The measurements in this work were performed on samples that have been frozen during storage. Although milk samples are ideally measured directly after expression from the breast, such samples were not available during this study. As a consequence, we were unable to investigate the influence of freezing, storing, and thawing of milk samples on their scattering properties. Nevertheless, there are indications that freeze–thaw procedures may affect fat globule size.³⁷ Future research is necessary to reveal the influence of also these processing steps on the optical scattering properties of human milk.

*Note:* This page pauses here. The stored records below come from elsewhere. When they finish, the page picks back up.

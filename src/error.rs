//! Error types.
//!
//! - `RegressionError` is returned by the numeric core (matrix ops, solver,
//!   metrics, splitting). Every variant is recoverable and carries enough
//!   context to diagnose the failing call.
//! - `AppError` is the CLI-facing error: a message plus the process exit code.

use thiserror::Error;

pub type RegressionResult<T> = Result<T, RegressionError>;

#[derive(Debug, Clone, PartialEq, Error)]
pub enum RegressionError {
    #[error("dimension mismatch in {context}: expected {expected}, got {actual}")]
    DimensionMismatch {
        context: &'static str,
        expected: String,
        actual: String,
    },
    #[error("singular matrix: pivot in column {pivot_index} is numerically zero")]
    SingularMatrix { pivot_index: usize },
    #[error("model has not been fitted")]
    ModelNotFitted,
    #[error("invalid split: test fraction {fraction} must lie in (0, 1) over a non-empty dataset (n={n})")]
    InvalidSplitFraction { fraction: f64, n: usize },
}

impl RegressionError {
    pub fn dimension(
        context: &'static str,
        expected: impl std::fmt::Display,
        actual: impl std::fmt::Display,
    ) -> Self {
        RegressionError::DimensionMismatch {
            context,
            expected: expected.to_string(),
            actual: actual.to_string(),
        }
    }
}

#[derive(Clone)]
pub struct AppError {
    exit_code: u8,
    message: String,
}

impl AppError {
    pub fn new(exit_code: u8, message: impl Into<String>) -> Self {
        Self {
            exit_code,
            message: message.into(),
        }
    }

    pub fn exit_code(&self) -> u8 {
        self.exit_code
    }
}

impl std::fmt::Display for AppError {
    fn fmt(&self, f: &mut std::fmt::Formatter<'_>) -> std::fmt::Result {
        write!(f, "{}", self.message)
    }
}

impl std::fmt::Debug for AppError {
    fn fmt(&self, f: &mut std::fmt::Formatter<'_>) -> std::fmt::Result {
        f.debug_struct("AppError")
            .field("exit_code", &self.exit_code)
            .field("message", &self.message)
            .finish()
    }
}

impl std::error::Error for AppError {}

impl From<RegressionError> for AppError {
    fn from(err: RegressionError) -> Self {
        match err {
            RegressionError::SingularMatrix { .. } => AppError::new(
                4,
                format!("Model cannot be fit: collinear or insufficient data ({err})."),
            ),
            RegressionError::InvalidSplitFraction { .. } => AppError::new(2, err.to_string()),
            RegressionError::DimensionMismatch { .. } | RegressionError::ModelNotFitted => {
                AppError::new(4, err.to_string())
            }
        }
    }
}

#[cfg(test)]
mod tests {
    use super::*;

    #[test]
    fn singular_maps_to_numeric_exit_code() {
        let app: AppError = RegressionError::SingularMatrix { pivot_index: 2 }.into();
        assert_eq!(app.exit_code(), 4);
        assert!(app.to_string().contains("collinear"));
        assert!(app.to_string().contains("column 2"));
    }

    #[test]
    fn split_fraction_maps_to_usage_exit_code() {
        let app: AppError = RegressionError::InvalidSplitFraction { fraction: 1.5, n: 10 }.into();
        assert_eq!(app.exit_code(), 2);
    }

    #[test]
    fn dimension_message_names_both_sides() {
        let err = RegressionError::dimension("multiply", "3 rows", "2 rows");
        let msg = err.to_string();
        assert!(msg.contains("multiply") && msg.contains("3 rows") && msg.contains("2 rows"));
    }
}
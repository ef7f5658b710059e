//! Per-column summary statistics for a dataset.

use serde::{Deserialize, Serialize};

use crate::domain::Dataset;

#[derive(Debug, Clone, Copy, PartialEq, Serialize, Deserialize)]
pub struct ColumnStats {
    pub mean: f64,
    /// Sample standard deviation (n - 1 denominator); 0 for a single value.
    pub std: f64,
    pub min: f64,
    pub max: f64,
}

#[derive(Debug, Clone, PartialEq, Serialize, Deserialize)]
pub struct DatasetStats {
    pub n_rows: usize,
    pub features: Vec<(String, ColumnStats)>,
    pub target: ColumnStats,
}

/// Summarize a column. Returns `None` for an empty slice.
pub fn summarize(values: &[f64]) -> Option<ColumnStats> {
    if values.is_empty() {
        return None;
    }
    let n = values.len() as f64;
    let mean = values.iter().sum::<f64>() / n;
    let std = if values.len() > 1 {
        let var = values.iter().map(|v| (v - mean).powi(2)).sum::<f64>() / (n - 1.0);
        var.sqrt()
    } else {
        0.0
    };
    let min = values.iter().copied().fold(f64::INFINITY, f64::min);
    let max = values.iter().copied().fold(f64::NEG_INFINITY, f64::max);
    Some(ColumnStats { mean, std, min, max })
}

pub fn dataset_stats(data: &Dataset) -> Option<DatasetStats> {
    let target = summarize(&data.targets)?;
    let mut features = Vec::with_capacity(data.n_features());
    for (j, name) in data.feature_names.iter().enumerate() {
        let column: Vec<f64> = data.features.iter().filter_map(|row| row.get(j).copied()).collect();
        features.push((name.clone(), summarize(&column)?));
    }
    Some(DatasetStats {
        n_rows: data.len(),
        features,
        target,
    })
}
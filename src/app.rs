//! Top-level application orchestration.
//!
//! `src/main.rs` is intentionally tiny; this module is the "real main" that:
//! - parses CLI arguments and installs the logger
//! - loads the housing CSV (file or URL) or generates synthetic data
//! - runs split + fit + evaluation
//! - prints reports
//! - writes optional exports

use std::collections::HashMap;

use chrono::Utc;
use clap::Parser;
use log::{debug, info};

use crate::cli::{Command, DemoArgs, OutputArgs, PredictArgs, StatsArgs, TrainArgs};
use crate::data::housing::{self, HousingSource, TARGET_SCALE};
use crate::domain::{Dataset, FeatureName};
use crate::error::AppError;
use crate::eval::dataset_stats;
use crate::io::{ModelFile, read_model_json, write_model_json, write_predictions_csv};

use self::pipeline::{TrainConfig, TrainRun};

pub mod pipeline;

/// Entry point for the `hreg` binary.
pub fn run() -> Result<(), AppError> {
    let cli = crate::cli::Cli::parse();
    crate::logging::init_logging(cli.verbose);

    match cli.command {
        Command::Train(args) => handle_train(args),
        Command::Predict(args) => handle_predict(args),
        Command::Stats(args) => handle_stats(args),
        Command::Demo(args) => handle_demo(args),
    }
}

fn handle_train(args: TrainArgs) -> Result<(), AppError> {
    let source = HousingSource::resolve(args.data.csv.as_deref());
    let loaded = housing::load(&source)?;
    for err in loaded.row_errors.iter().take(5) {
        debug!("skipped line {}: {}", err.line, err.message);
    }
    info!(
        "using {} of {} rows",
        loaded.dataset.len(),
        loaded.rows_read
    );

    let config = TrainConfig {
        test_fraction: args.data.test_fraction,
        seed: args.data.seed,
    };
    let run = pipeline::run_train(&loaded.dataset, &config)?;

    println!(
        "{}",
        crate::report::format_train_report(&run, &loaded.dataset.feature_names, &source.describe())
    );
    write_outputs(&args.output, &run, &loaded.dataset, &config)
}

fn handle_demo(args: DemoArgs) -> Result<(), AppError> {
    let dataset = crate::data::generate_linear(
        args.samples,
        args.intercept,
        &args.coefficients,
        args.noise,
        args.seed,
    )?;
    let config = TrainConfig {
        test_fraction: args.test_fraction,
        seed: args.seed,
    };
    let run = pipeline::run_train(&dataset, &config)?;

    let source = format!(
        "synthetic (n={}, intercept={}, coefficients={:?}, noise={})",
        args.samples, args.intercept, args.coefficients, args.noise
    );
    println!(
        "{}",
        crate::report::format_train_report(&run, &dataset.feature_names, &source)
    );
    write_outputs(&args.output, &run, &dataset, &config)
}

fn handle_stats(args: StatsArgs) -> Result<(), AppError> {
    let source = HousingSource::resolve(args.data.csv.as_deref());
    let loaded = housing::load(&source)?;
    let split = crate::eval::split_seeded(
        &loaded.dataset.features,
        &loaded.dataset.targets,
        args.data.test_fraction,
        args.data.seed,
    )?;

    let train = Dataset {
        feature_names: loaded.dataset.feature_names.clone(),
        features: split.x_train,
        targets: split.y_train,
    };
    let stats = dataset_stats(&train)
        .ok_or_else(|| AppError::new(3, "Training partition is empty."))?;
    println!("{}", crate::report::format_stats(&stats));
    Ok(())
}

fn handle_predict(args: PredictArgs) -> Result<(), AppError> {
    let file = read_model_json(&args.model)?;

    let mut supplied: HashMap<String, f64> = HashMap::new();
    for raw in &args.features {
        let (name, value) =
            crate::cli::parse_feature_pair(raw).map_err(|msg| AppError::new(2, msg))?;
        supplied.insert(name.to_ascii_lowercase(), value);
    }

    let row = build_feature_row(&file.feature_names, &supplied)?;
    let value = file.model().predict_one(&row)?;

    let is_housing = file.feature_names == FeatureName::names();
    println!(
        "{}",
        crate::report::format_prediction(value, is_housing.then_some(TARGET_SCALE))
    );
    Ok(())
}

/// Assemble a feature row in model column order.
///
/// Missing housing features fall back to their catalogue defaults; any other
/// missing feature, or a supplied name the model does not know, is an error.
fn build_feature_row(
    feature_names: &[String],
    supplied: &HashMap<String, f64>,
) -> Result<Vec<f64>, AppError> {
    let known: Vec<String> = feature_names.iter().map(|n| n.to_ascii_lowercase()).collect();
    if let Some(unknown) = supplied.keys().find(|k| !known.contains(k)) {
        return Err(AppError::new(
            2,
            format!(
                "Unknown feature '{unknown}' (model expects: {}).",
                feature_names.join(", ")
            ),
        ));
    }

    feature_names
        .iter()
        .zip(&known)
        .map(|(name, key)| {
            if let Some(v) = supplied.get(key) {
                return Ok(*v);
            }
            name.parse::<FeatureName>()
                .map(FeatureName::default_value)
                .map_err(|_| AppError::new(2, format!("Missing value for feature '{name}'.")))
        })
        .collect()
}

fn write_outputs(
    output: &OutputArgs,
    run: &TrainRun,
    dataset: &Dataset,
    config: &TrainConfig,
) -> Result<(), AppError> {
    if let Some(path) = &output.export_model {
        let file = ModelFile {
            tool: "hreg".to_string(),
            trained_at: Utc::now(),
            feature_names: dataset.feature_names.clone(),
            intercept: run.model.intercept,
            coefficients: run.model.coefficients.clone(),
            metrics: run.metrics,
            train_samples: run.split.train_indices.len(),
            test_samples: run.split.test_indices.len(),
            test_fraction: config.test_fraction,
            seed: config.seed,
        };
        write_model_json(path, &file)?;
        info!("wrote model to {}", path.display());
    }
    if let Some(path) = &output.export_predictions {
        write_predictions_csv(
            path,
            &run.split.test_indices,
            &run.split.y_test,
            &run.predictions,
        )?;
        info!("wrote predictions to {}", path.display());
    }
    Ok(())
}
//! Reporting utilities: formatted terminal output for training runs,
//! dataset statistics and single predictions.

pub mod format;

pub use format::*;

This work shows that the scattering properties of human milk strongly depend on the preparation method, which is essential knowledge for the optical investigation of human milk, including the optical quantification of human milk composition. As sonication is a standard sample preparation procedure for NIR and MIR human milk analyzers, any future work on combining these methods with visible light techniques will have to take into account the effect of sonication on the optical scattering properties. As vortexing human milk samples may introduce the presence of fat globule aggregates that affect the measurement of ${\mu }_s^{\prime }$, the preferred method for human milk sample preparation will be gently inverting. Another outcome of this work is the quantitative contribution of casein micelles to the scattering properties of human milk. Although casein concentrations are relatively stable for mature human milk, concentrations may be different and show more biological variability in colostrums.³⁸ As such, these findings are important for both the optical quantification of fat content as well as the casein content itself.

5.

Conclusions

In this study, we demonstrated experimentally and numerically that the scattering properties of human milk are strongly affected by common sample preparation methods. Sonication most strongly influenced all scattering properties of human milk due to a reduction of fat globule size but also vortexing affected the reduced scattering coefficient ${\mu }_s^{\prime }$. For homogenization purposes, gently inverting should, therefore, be the preferred method. The contribution of casein micelles to the scattering properties of human milk is relatively low for ${\mu }_s$ and $g$ (7.1% and 1.1% at 550 nm, respectively), but considerably larger for ${\mu }_s^{\prime }$ ($29\%{\mathrm{mm}}^{-1}$ at 550 nm).